BEGIN Given records

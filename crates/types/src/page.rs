//! Assembled page records: what a rendering backend consumes.
//!
//! A [`Page`] is an ordered list of [`PageSection`] values with all content
//! already resolved. Renderers walk the sections top to bottom and decide
//! styling only; no tax or pagination logic belongs downstream of here.

use crate::context::TaxRegime;
use crate::line::ComputedLine;
use crate::party::BankAccount;
use crate::summary::{HsnSummaryRow, TaxTotals};
use serde::{Deserialize, Serialize};

/// The resolved header block shared by every page: document title and
/// numbers plus display-ready company/party/shipping blocks.
#[derive(Debug, Clone, PartialEq, Serialize, Deserialize)]
pub struct DocumentHeader {
    pub title: String,
    pub number: String,
    pub date: String,
    pub due_date: Option<String>,
    pub po_number: Option<String>,
    pub company: PartyBlock,
    pub party: PartyBlock,
    pub shipping: Option<PartyBlock>,
}

/// One address block of the header, strings already formatted (state names
/// carry their GST state code, phones are display-formatted).
#[derive(Debug, Clone, PartialEq, Serialize, Deserialize)]
pub struct PartyBlock {
    pub name: String,
    pub address: String,
    pub state_line: Option<String>,
    pub gstin: Option<String>,
    pub phone: Option<String>,
}

/// A block-level element of an assembled page.
#[derive(Debug, Clone, PartialEq, Serialize, Deserialize)]
pub enum PageSection {
    /// Document header. Present on every page.
    Header(DocumentHeader),
    /// Item-table column header row. The regime tells the renderer which
    /// tax columns to draw (IGST-only, CGST+SGST, or none).
    TableHeader { regime: TaxRegime },
    /// The slice of computed lines this page carries. `start_index` is the
    /// 0-based position of the first row in the whole document, so running
    /// serial numbers continue across pages.
    ItemRows {
        start_index: usize,
        rows: Vec<ComputedLine>,
    },
    /// Document totals. Last page only.
    TotalsRow(TaxTotals),
    /// HSN/SAC tax summary table. Last page only; may have no group rows
    /// for an untaxed or empty document.
    TaxSummary(Vec<HsnSummaryRow>),
    /// Grand total in words. Last page only.
    WordsLine(String),
    /// Bank details (if supplied) and the signature box. Last page only.
    BankAndSignature {
        bank: Option<BankAccount>,
        signatory: String,
    },
    /// Free-form notes. Last page only, when present on the transaction.
    Notes(String),
    /// "Page i of N". Present on every page.
    PageNumber { index: usize, total: usize },
}

/// One assembled physical page. `number` is 1-based and matches the
/// `PageNumber` section's index.
#[derive(Debug, Clone, PartialEq, Serialize, Deserialize)]
pub struct Page {
    pub number: usize,
    pub sections: Vec<PageSection>,
}

impl Page {
    /// The item rows on this page, if any section carries them.
    pub fn item_rows(&self) -> Option<(usize, &[ComputedLine])> {
        self.sections.iter().find_map(|s| match s {
            PageSection::ItemRows { start_index, rows } => Some((*start_index, rows.as_slice())),
            _ => None,
        })
    }

    /// Whether this page carries the last-page footer blocks.
    pub fn carries_totals(&self) -> bool {
        self.sections
            .iter()
            .any(|s| matches!(s, PageSection::TotalsRow(_)))
    }
}
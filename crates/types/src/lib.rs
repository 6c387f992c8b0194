pub mod context;
pub mod line;
pub mod page;
pub mod party;
pub mod summary;

pub use context::{TaxContext, TaxRegime, TransactionKind};
pub use line::{ComputedLine, ItemKind, LineItem};
pub use page::{DocumentHeader, Page, PageSection, PartyBlock};
pub use party::{BankAccount, Company, Party, Transaction};
pub use summary::{HsnSummaryRow, TaxTotals};
use serde::{Deserialize, Serialize};

/// The transaction variants the engine documents. Receipts, payments and
/// journals carry line items too; only the header title and which footer
/// blocks a renderer shows differ.
#[derive(Debug, Clone, Copy, PartialEq, Eq, Serialize, Deserialize)]
pub enum TransactionKind {
    Sales,
    Purchase,
    Proforma,
    Receipt,
    Payment,
    Journal,
}

impl TransactionKind {
    /// Conventional document title for the header block.
    pub fn title(&self) -> &'static str {
        match self {
            TransactionKind::Sales => "Tax Invoice",
            TransactionKind::Purchase => "Purchase Invoice",
            TransactionKind::Proforma => "Proforma Invoice",
            TransactionKind::Receipt => "Receipt Voucher",
            TransactionKind::Payment => "Payment Voucher",
            TransactionKind::Journal => "Journal Voucher",
        }
    }
}

/// Everything the classifier needs to pick a tax regime for one document.
///
/// States are raw names as stored on the records, not GST state codes;
/// comparison is trimmed and case-insensitive. `shipping_state`, when
/// present, overrides `party_state` as the place of supply.
#[derive(Debug, Clone, PartialEq, Serialize, Deserialize)]
pub struct TaxContext {
    pub company_state: Option<String>,
    pub party_state: Option<String>,
    pub shipping_state: Option<String>,
    pub kind: TransactionKind,
    /// Company-level GST registration flag. When false the whole document
    /// is untaxed regardless of line rates.
    pub gst_enabled: bool,
}

/// The single tax regime applied to every line of a document. Mixed
/// regimes within one invoice are not representable.
#[derive(Debug, Clone, Copy, PartialEq, Eq, Serialize, Deserialize)]
pub enum TaxRegime {
    /// Interstate supply: full rate as IGST.
    Igst,
    /// Intrastate supply: half the rate as CGST, half as SGST.
    CgstSgst,
    /// GST does not apply to this document.
    None,
}
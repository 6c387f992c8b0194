pub mod fixtures;

use chalan::DocumentEngine;

pub type TestResult = Result<(), Box<dyn std::error::Error>>;

/// An engine with default budgets and the plain formatter.
#[allow(dead_code)]
pub fn engine() -> DocumentEngine {
    DocumentEngine::builder().build()
}

/// An engine whose regular page holds exactly `regular` single-line rows
/// and whose last page holds `last`, given the default row height of 20.
#[allow(dead_code)]
pub fn engine_with_row_capacity(regular: usize, last: usize) -> DocumentEngine {
    DocumentEngine::builder()
        .with_budgets(fixtures::row_budgets(regular, last))
        .build()
}
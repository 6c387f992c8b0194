use chalan_types::summary::GRAND_TOTAL_CODE;
use chalan_types::{ComputedLine, HsnSummaryRow};
use rust_decimal::Decimal;

/// Folds computed lines into HSN/SAC summary rows.
///
/// Lines group on `(code, rate)`, with a missing code rendered as `"-"`.
/// Row order follows first-seen order of the key, the way the summary
/// table is read top to bottom. A grand-total row (code
/// [`GRAND_TOTAL_CODE`]) is appended last; no rows at all are produced
/// for an empty input.
pub fn aggregate(lines: &[ComputedLine]) -> Vec<HsnSummaryRow> {
    let mut rows: Vec<HsnSummaryRow> = Vec::new();

    for line in lines {
        let code = line.item.code.as_deref().unwrap_or("-");
        let rate = line.item.gst_rate;

        match rows.iter_mut().find(|r| r.code == code && r.rate == rate) {
            Some(row) => {
                row.taxable_value += line.taxable_value;
                row.cgst += line.cgst;
                row.sgst += line.sgst;
                row.igst += line.igst;
                row.total += line.total;
            }
            None => rows.push(HsnSummaryRow {
                code: code.to_string(),
                rate,
                taxable_value: line.taxable_value,
                cgst: line.cgst,
                sgst: line.sgst,
                igst: line.igst,
                total: line.total,
            }),
        }
    }

    if rows.is_empty() {
        return rows;
    }

    let grand = HsnSummaryRow {
        code: GRAND_TOTAL_CODE.to_string(),
        rate: Decimal::ZERO,
        taxable_value: rows.iter().map(|r| r.taxable_value).sum(),
        cgst: rows.iter().map(|r| r.cgst).sum(),
        sgst: rows.iter().map(|r| r.sgst).sum(),
        igst: rows.iter().map(|r| r.igst).sum(),
        total: rows.iter().map(|r| r.total).sum(),
    };
    rows.push(grand);
    rows
}
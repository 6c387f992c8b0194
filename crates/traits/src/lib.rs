pub mod format;

pub use format::{FormattingPort, PlainFormatter};
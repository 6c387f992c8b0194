//! FormattingPort trait for abstracting display formatting.
//!
//! The engine resolves header dates, state lines and the amount-in-words
//! footer through this trait without owning any locale or styling policy.
//! Presentation layers supply their own implementation; tests may stub it.

use chrono::NaiveDate;
use rust_decimal::Decimal;
use rust_decimal::prelude::ToPrimitive;
use std::fmt::Debug;

/// Display formatting consumed by the assembly stage.
///
/// All methods are pure and infallible: a formatter renders whatever it is
/// given, and `state_code` returns `None` for names it cannot map rather
/// than failing the document.
///
/// # Implementations
///
/// - [`PlainFormatter`]: deterministic plain-text output, always available
///   (used by default and in tests).
pub trait FormattingPort: Send + Sync + Debug {
    /// Render a monetary amount for display, e.g. `₹1,234.50`.
    ///
    /// Assembly keeps item and totals amounts numeric; this is for
    /// renderers turning those sections into display text.
    fn currency(&self, amount: Decimal) -> String;

    /// Render a quantity with its unit, e.g. `3 pcs`. Renderer-facing,
    /// like [`FormattingPort::currency`].
    fn quantity(&self, quantity: Decimal, unit: &str) -> String;

    /// Render a monetary amount in words, e.g. for the "Rupees ... Only"
    /// footer line.
    fn number_to_words(&self, amount: Decimal) -> String;

    /// Render a raw phone number for display.
    fn phone(&self, raw: &str) -> String;

    /// Map a state name to its two-digit GST state code, if known.
    fn state_code(&self, state_name: &str) -> Option<String>;

    /// Render a date for the document header.
    fn date(&self, date: NaiveDate) -> String;
}

/// GST state codes as notified for GSTIN prefixes, keyed by conventional
/// state name. Lookup is trimmed and case-insensitive.
const STATE_CODES: &[(&str, &str)] = &[
    ("jammu and kashmir", "01"),
    ("himachal pradesh", "02"),
    ("punjab", "03"),
    ("chandigarh", "04"),
    ("uttarakhand", "05"),
    ("haryana", "06"),
    ("delhi", "07"),
    ("rajasthan", "08"),
    ("uttar pradesh", "09"),
    ("bihar", "10"),
    ("sikkim", "11"),
    ("arunachal pradesh", "12"),
    ("nagaland", "13"),
    ("manipur", "14"),
    ("mizoram", "15"),
    ("tripura", "16"),
    ("meghalaya", "17"),
    ("assam", "18"),
    ("west bengal", "19"),
    ("jharkhand", "20"),
    ("odisha", "21"),
    ("chhattisgarh", "22"),
    ("madhya pradesh", "23"),
    ("gujarat", "24"),
    ("maharashtra", "27"),
    ("andhra pradesh", "28"),
    ("karnataka", "29"),
    ("goa", "30"),
    ("lakshadweep", "31"),
    ("kerala", "32"),
    ("tamil nadu", "33"),
    ("puducherry", "34"),
    ("andaman and nicobar islands", "35"),
    ("telangana", "36"),
    ("ladakh", "38"),
];

/// A plain-text formatter with no locale dependencies.
///
/// Currency renders with two decimals and a rupee sign, dates as
/// `dd-mm-yyyy`, and amounts in words follow Indian numbering
/// (thousand, lakh, crore).
#[derive(Debug, Default, Clone, Copy)]
pub struct PlainFormatter;

impl PlainFormatter {
    pub fn new() -> Self {
        Self
    }
}

impl FormattingPort for PlainFormatter {
    fn currency(&self, amount: Decimal) -> String {
        format!("₹{:.2}", amount)
    }

    fn quantity(&self, quantity: Decimal, unit: &str) -> String {
        format!("{} {}", quantity.normalize(), unit)
    }

    fn number_to_words(&self, amount: Decimal) -> String {
        amount_in_words(amount)
    }

    fn phone(&self, raw: &str) -> String {
        let digits: String = raw.chars().filter(|c| c.is_ascii_digit()).collect();
        if digits.len() == 10 {
            format!("{} {}", &digits[..5], &digits[5..])
        } else {
            raw.to_string()
        }
    }

    fn state_code(&self, state_name: &str) -> Option<String> {
        let needle = state_name.trim().to_lowercase();
        STATE_CODES
            .iter()
            .find(|(name, _)| *name == needle)
            .map(|(_, code)| (*code).to_string())
    }

    fn date(&self, date: NaiveDate) -> String {
        date.format("%d-%m-%Y").to_string()
    }
}

const ONES: [&str; 20] = [
    "Zero", "One", "Two", "Three", "Four", "Five", "Six", "Seven", "Eight", "Nine", "Ten",
    "Eleven", "Twelve", "Thirteen", "Fourteen", "Fifteen", "Sixteen", "Seventeen", "Eighteen",
    "Nineteen",
];

const TENS: [&str; 10] = [
    "", "", "Twenty", "Thirty", "Forty", "Fifty", "Sixty", "Seventy", "Eighty", "Ninety",
];

fn two_digit_words(n: u64, out: &mut Vec<String>) {
    debug_assert!(n < 100);
    if n == 0 {
        return;
    }
    if n < 20 {
        out.push(ONES[n as usize].to_string());
    } else {
        out.push(TENS[(n / 10) as usize].to_string());
        if n % 10 != 0 {
            out.push(ONES[(n % 10) as usize].to_string());
        }
    }
}

/// Words for a non-negative integer in Indian numbering: groups of two
/// digits (crore, lakh, thousand) over a trailing group of three.
fn integer_words(mut n: u64) -> String {
    if n == 0 {
        return "Zero".to_string();
    }
    let mut out = Vec::new();
    if n >= 10_000_000 {
        out.push(integer_words(n / 10_000_000));
        out.push("Crore".to_string());
        n %= 10_000_000;
    }
    if n >= 100_000 {
        two_digit_words(n / 100_000, &mut out);
        out.push("Lakh".to_string());
        n %= 100_000;
    }
    if n >= 1_000 {
        two_digit_words(n / 1_000, &mut out);
        out.push("Thousand".to_string());
        n %= 1_000;
    }
    if n >= 100 {
        out.push(ONES[(n / 100) as usize].to_string());
        out.push("Hundred".to_string());
        n %= 100;
    }
    two_digit_words(n, &mut out);
    out.join(" ")
}

/// Renders e.g. `1234567.89` as
/// "Twelve Lakh Thirty Four Thousand Five Hundred Sixty Seven Rupees and
/// Eighty Nine Paise Only".
fn amount_in_words(amount: Decimal) -> String {
    let amount = amount.abs().round_dp(2);
    let rupees = amount.trunc().to_u64().unwrap_or(u64::MAX);
    let paise = ((amount - amount.trunc()) * Decimal::from(100))
        .to_u64()
        .unwrap_or(0);

    let mut words = format!("{} Rupees", integer_words(rupees));
    if paise > 0 {
        words.push_str(&format!(" and {} Paise", integer_words(paise)));
    }
    words.push_str(" Only");
    words
}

END Given records

What you will do:
From the records above, give again exactly the lines running from the line with "for one document." to the line with "are not representable.", inclusive.

Task result:
/// Everything the classifier needs to pick a tax regime for one document.
///
/// States are raw names as stored on the records, not GST state codes;
/// comparison is trimmed and case-insensitive. `shipping_state`, when
/// present, overrides `party_state` as the place of supply.
#[derive(Debug, Clone, PartialEq, Serialize, Deserialize)]
pub struct TaxContext {
    pub company_state: Option<String>,
    pub party_state: Option<String>,
    pub shipping_state: Option<String>,
    pub kind: TransactionKind,
    /// Company-level GST registration flag. When false the whole document
    /// is untaxed regardless of line rates.
    pub gst_enabled: bool,
}

/// The single tax regime applied to every line of a document. Mixed
/// regimes within one invoice are not representable.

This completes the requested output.